[Prompt]
Here are some records. Repeat them all exactly.

[Supplied material]
================================
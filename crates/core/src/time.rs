use chrono::{Local, NaiveDate};

/// A simple clock abstraction so "today" can be injected in services and tests.
#[derive(Debug, Clone, Copy, Default)]
pub enum Clock {
    #[default]
    Default,
    Fixed(NaiveDate),
}

impl Clock {
    /// Returns a clock that follows the local calendar date.
    #[must_use]
    pub fn default_clock() -> Self {
        Self::Default
    }

    /// Returns a clock pinned to the given day.
    #[must_use]
    pub fn fixed(day: NaiveDate) -> Self {
        Self::Fixed(day)
    }

    /// Returns today's date according to the clock.
    #[must_use]
    pub fn today(&self) -> NaiveDate {
        match self {
            Clock::Default => Local::now().date_naive(),
            Clock::Fixed(day) => *day,
        }
    }
}

/// Deterministic day for tests and examples (2024-05-10).
pub const FIXED_TEST_DAY: (i32, u32, u32) = (2024, 5, 10);

/// Returns a deterministic `NaiveDate` for tests and doc examples.
///
/// # Panics
///
/// Panics if the fixed day cannot be represented.
#[must_use]
pub fn fixed_today() -> NaiveDate {
    let (y, m, d) = FIXED_TEST_DAY;
    NaiveDate::from_ymd_opt(y, m, d).expect("fixed test day should be valid")
}

/// Returns a `Clock` fixed at the deterministic test day.
#[must_use]
pub fn fixed_clock() -> Clock {
    Clock::fixed(fixed_today())
}

#[cfg(test)]
mod tests {
    use super::*;

    #[test]
    fn fixed_clock_reports_its_day() {
        assert_eq!(fixed_clock().today(), fixed_today());
    }
}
================================
[Exercise output]
filename crates/core/src/time.rs
use chrono::{Local, NaiveDate};

/// A simple clock abstraction so "today" can be injected in services and tests.
#[derive(Debug, Clone, Copy, Default)]
pub enum Clock {
    #[default]
    Default,
    Fixed(NaiveDate),
}

impl Clock {
    /// Returns a clock that follows the local calendar date.
    #[must_use]
    pub fn default_clock() -> Self {
        Self::Default
    }

    /// Returns a clock pinned to the given day.
    #[must_use]
    pub fn fixed(day: NaiveDate) -> Self {
        Self::Fixed(day)
    }

    /// Returns today's date according to the clock.
    #[must_use]
    pub fn today(&self) -> NaiveDate {
        match self {
            Clock::Default => Local::now().date_naive(),
            Clock::Fixed(day) => *day,
        }
    }
}

/// Deterministic day for tests and examples (2024-05-10).
pub const FIXED_TEST_DAY: (i32, u32, u32) = (2024, 5, 10);

/// Returns a deterministic `NaiveDate` for tests and doc examples.
///
/// # Panics
///
/// Panics if the fixed day cannot be represented.
#[must_use]
pub fn fixed_today() -> NaiveDate {
    let (y, m, d) = FIXED_TEST_DAY;
    NaiveDate::from_ymd_opt(y, m, d).expect("fixed test day should be valid")
}

/// Returns a `Clock` fixed at the deterministic test day.
#[must_use]
pub fn fixed_clock() -> Clock {
    Clock::fixed(fixed_today())
}

#[cfg(test)]
mod tests {
    use super::*;

    #[test]
    fn fixed_clock_reports_its_day() {
        assert_eq!(fixed_clock().today(), fixed_today());
    }
}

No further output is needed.